> _What to do_
In the data below, find every line with the word "STANDARD" and copy it out.

> _Supplied data_
---------------

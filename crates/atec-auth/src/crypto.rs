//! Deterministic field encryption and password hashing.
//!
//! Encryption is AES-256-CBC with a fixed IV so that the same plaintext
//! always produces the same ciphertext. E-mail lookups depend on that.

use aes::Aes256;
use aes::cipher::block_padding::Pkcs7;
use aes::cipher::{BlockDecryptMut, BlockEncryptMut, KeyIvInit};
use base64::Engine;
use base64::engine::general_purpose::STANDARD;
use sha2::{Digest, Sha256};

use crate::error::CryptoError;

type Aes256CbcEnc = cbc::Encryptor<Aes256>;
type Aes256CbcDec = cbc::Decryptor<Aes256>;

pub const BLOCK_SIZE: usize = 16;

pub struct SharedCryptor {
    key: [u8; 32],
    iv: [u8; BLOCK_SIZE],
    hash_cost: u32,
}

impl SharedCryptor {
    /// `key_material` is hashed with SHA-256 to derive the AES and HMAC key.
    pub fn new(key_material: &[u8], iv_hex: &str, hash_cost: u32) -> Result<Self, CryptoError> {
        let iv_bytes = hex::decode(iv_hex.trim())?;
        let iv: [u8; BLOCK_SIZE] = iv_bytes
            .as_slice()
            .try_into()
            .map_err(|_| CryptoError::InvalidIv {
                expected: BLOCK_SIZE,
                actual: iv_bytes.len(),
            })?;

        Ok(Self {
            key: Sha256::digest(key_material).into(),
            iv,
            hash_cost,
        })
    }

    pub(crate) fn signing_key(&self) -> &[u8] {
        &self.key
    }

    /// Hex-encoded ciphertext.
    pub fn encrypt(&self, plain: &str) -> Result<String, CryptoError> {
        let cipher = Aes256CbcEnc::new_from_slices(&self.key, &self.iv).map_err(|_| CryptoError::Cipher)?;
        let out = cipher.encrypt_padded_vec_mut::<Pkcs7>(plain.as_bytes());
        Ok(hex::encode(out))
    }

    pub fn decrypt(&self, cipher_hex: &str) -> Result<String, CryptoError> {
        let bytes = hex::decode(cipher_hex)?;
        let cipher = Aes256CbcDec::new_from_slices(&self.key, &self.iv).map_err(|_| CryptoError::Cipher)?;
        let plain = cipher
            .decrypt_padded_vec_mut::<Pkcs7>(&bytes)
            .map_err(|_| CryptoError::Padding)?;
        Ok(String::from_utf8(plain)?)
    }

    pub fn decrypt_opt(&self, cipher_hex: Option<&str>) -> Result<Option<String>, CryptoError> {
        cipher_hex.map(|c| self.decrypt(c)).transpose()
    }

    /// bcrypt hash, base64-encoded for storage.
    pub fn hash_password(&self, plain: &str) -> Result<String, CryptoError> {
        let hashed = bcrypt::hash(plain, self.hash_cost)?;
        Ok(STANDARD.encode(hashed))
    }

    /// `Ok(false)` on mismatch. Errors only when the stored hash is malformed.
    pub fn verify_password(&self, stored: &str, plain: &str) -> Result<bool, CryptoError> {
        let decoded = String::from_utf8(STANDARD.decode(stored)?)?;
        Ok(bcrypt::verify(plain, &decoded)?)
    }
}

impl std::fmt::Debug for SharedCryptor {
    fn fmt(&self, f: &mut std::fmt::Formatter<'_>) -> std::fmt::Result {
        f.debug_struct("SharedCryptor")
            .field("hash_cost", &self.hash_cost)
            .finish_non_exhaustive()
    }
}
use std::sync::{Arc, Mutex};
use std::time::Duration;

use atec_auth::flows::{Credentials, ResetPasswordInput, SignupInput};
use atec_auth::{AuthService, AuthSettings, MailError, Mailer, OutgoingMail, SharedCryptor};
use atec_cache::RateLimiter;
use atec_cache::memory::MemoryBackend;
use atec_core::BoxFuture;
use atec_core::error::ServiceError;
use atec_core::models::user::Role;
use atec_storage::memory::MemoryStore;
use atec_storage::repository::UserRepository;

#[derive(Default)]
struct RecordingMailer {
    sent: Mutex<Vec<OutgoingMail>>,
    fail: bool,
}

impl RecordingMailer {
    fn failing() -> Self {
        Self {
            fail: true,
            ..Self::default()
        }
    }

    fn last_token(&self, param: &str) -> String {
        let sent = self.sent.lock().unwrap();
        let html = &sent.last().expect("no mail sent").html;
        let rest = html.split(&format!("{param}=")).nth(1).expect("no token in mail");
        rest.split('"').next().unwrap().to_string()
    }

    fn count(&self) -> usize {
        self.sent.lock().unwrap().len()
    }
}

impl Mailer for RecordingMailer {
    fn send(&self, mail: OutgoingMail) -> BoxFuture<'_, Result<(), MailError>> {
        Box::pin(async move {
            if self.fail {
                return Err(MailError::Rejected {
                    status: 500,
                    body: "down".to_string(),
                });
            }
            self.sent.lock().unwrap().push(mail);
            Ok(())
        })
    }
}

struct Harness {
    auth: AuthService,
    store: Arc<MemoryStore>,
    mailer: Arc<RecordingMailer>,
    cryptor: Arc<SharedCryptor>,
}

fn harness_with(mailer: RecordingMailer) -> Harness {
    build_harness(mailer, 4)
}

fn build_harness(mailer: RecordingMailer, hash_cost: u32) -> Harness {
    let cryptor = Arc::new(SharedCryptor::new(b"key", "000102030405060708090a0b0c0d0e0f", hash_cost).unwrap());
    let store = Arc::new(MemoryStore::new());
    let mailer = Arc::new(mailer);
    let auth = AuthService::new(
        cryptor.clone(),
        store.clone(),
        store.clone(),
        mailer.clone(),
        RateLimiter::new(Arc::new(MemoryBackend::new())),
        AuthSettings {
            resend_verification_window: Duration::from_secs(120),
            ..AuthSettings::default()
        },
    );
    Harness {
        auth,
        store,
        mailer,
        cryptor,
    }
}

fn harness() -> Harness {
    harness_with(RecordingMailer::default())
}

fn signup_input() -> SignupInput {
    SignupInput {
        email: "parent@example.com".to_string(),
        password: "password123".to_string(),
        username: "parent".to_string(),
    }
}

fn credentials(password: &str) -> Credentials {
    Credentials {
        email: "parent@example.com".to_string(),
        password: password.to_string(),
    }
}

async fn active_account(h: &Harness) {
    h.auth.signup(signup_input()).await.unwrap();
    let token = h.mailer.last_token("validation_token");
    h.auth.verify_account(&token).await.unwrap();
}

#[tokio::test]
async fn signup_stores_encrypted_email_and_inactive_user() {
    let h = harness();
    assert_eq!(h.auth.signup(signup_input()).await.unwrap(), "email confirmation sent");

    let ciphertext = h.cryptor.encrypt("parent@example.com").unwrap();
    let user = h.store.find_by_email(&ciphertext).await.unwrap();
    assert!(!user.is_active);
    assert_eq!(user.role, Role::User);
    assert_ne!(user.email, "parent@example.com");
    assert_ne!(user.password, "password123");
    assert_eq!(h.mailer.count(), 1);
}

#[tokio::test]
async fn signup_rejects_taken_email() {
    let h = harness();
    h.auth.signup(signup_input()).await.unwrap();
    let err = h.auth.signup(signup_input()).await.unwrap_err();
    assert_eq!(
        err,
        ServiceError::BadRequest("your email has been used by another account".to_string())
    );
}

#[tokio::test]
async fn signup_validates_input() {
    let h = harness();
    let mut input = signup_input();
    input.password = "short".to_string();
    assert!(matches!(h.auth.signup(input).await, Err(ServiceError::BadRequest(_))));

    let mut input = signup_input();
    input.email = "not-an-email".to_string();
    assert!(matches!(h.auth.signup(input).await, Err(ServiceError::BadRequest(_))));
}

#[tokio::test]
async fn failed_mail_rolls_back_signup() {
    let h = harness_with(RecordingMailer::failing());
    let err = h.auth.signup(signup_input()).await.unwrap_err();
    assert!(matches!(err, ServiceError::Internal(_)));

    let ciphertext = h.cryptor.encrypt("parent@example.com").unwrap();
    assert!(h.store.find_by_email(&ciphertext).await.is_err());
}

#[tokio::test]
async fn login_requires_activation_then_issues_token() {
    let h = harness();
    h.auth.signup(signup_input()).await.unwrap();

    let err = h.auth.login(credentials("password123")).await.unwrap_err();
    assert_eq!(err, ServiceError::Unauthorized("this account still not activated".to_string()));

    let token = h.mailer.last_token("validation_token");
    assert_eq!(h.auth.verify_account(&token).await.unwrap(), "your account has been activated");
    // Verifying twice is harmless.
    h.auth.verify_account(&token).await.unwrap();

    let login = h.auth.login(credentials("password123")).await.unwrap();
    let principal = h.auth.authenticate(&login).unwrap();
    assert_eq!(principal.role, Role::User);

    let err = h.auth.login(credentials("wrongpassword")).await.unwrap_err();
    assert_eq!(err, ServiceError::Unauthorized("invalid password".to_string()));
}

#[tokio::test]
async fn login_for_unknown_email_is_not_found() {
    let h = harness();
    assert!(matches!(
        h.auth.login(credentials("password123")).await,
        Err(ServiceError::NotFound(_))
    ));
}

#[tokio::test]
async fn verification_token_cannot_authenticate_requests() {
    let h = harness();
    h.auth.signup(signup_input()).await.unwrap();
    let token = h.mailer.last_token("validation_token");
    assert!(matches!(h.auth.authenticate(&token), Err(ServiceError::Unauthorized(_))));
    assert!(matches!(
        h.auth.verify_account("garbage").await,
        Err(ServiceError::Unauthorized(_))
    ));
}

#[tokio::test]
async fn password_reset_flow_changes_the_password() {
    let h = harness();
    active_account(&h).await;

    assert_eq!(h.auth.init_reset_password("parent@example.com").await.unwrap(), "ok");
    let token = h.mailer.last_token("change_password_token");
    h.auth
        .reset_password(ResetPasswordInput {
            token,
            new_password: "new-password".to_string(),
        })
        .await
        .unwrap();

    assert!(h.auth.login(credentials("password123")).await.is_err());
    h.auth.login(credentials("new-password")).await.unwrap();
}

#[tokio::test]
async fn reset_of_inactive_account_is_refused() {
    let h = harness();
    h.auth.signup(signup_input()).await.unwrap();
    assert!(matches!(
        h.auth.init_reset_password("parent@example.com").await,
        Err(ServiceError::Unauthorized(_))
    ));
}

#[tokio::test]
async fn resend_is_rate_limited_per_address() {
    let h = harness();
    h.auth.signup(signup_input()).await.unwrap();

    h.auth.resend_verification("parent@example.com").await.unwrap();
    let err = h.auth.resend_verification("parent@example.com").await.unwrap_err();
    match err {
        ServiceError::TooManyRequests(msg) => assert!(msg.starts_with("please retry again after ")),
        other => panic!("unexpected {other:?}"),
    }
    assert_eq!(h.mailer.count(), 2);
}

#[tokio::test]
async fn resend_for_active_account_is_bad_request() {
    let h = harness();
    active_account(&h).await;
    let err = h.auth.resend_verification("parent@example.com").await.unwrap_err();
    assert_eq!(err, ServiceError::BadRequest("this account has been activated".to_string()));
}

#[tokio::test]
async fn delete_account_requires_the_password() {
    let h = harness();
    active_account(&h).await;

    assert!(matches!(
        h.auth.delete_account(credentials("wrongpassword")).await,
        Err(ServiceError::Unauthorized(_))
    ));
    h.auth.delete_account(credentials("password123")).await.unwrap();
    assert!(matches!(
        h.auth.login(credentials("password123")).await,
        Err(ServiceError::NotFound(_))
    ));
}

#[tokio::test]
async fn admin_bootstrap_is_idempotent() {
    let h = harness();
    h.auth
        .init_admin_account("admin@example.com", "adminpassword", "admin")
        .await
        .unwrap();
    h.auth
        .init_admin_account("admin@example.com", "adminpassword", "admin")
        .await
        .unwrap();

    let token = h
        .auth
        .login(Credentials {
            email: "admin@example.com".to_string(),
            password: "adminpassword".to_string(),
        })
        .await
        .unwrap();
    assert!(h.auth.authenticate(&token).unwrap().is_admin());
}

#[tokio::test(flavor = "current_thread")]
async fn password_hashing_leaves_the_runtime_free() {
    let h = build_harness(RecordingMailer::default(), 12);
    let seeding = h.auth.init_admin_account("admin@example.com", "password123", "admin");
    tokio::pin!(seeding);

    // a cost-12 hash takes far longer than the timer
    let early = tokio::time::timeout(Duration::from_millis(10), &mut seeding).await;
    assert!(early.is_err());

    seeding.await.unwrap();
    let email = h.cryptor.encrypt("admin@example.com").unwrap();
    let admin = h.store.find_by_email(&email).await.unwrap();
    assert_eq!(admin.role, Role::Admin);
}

---------------

> _Solution for this problem_
use base64::engine::general_purpose::STANDARD;
        Ok(STANDARD.encode(hashed))
        let decoded = String::from_utf8(STANDARD.decode(stored)?)?;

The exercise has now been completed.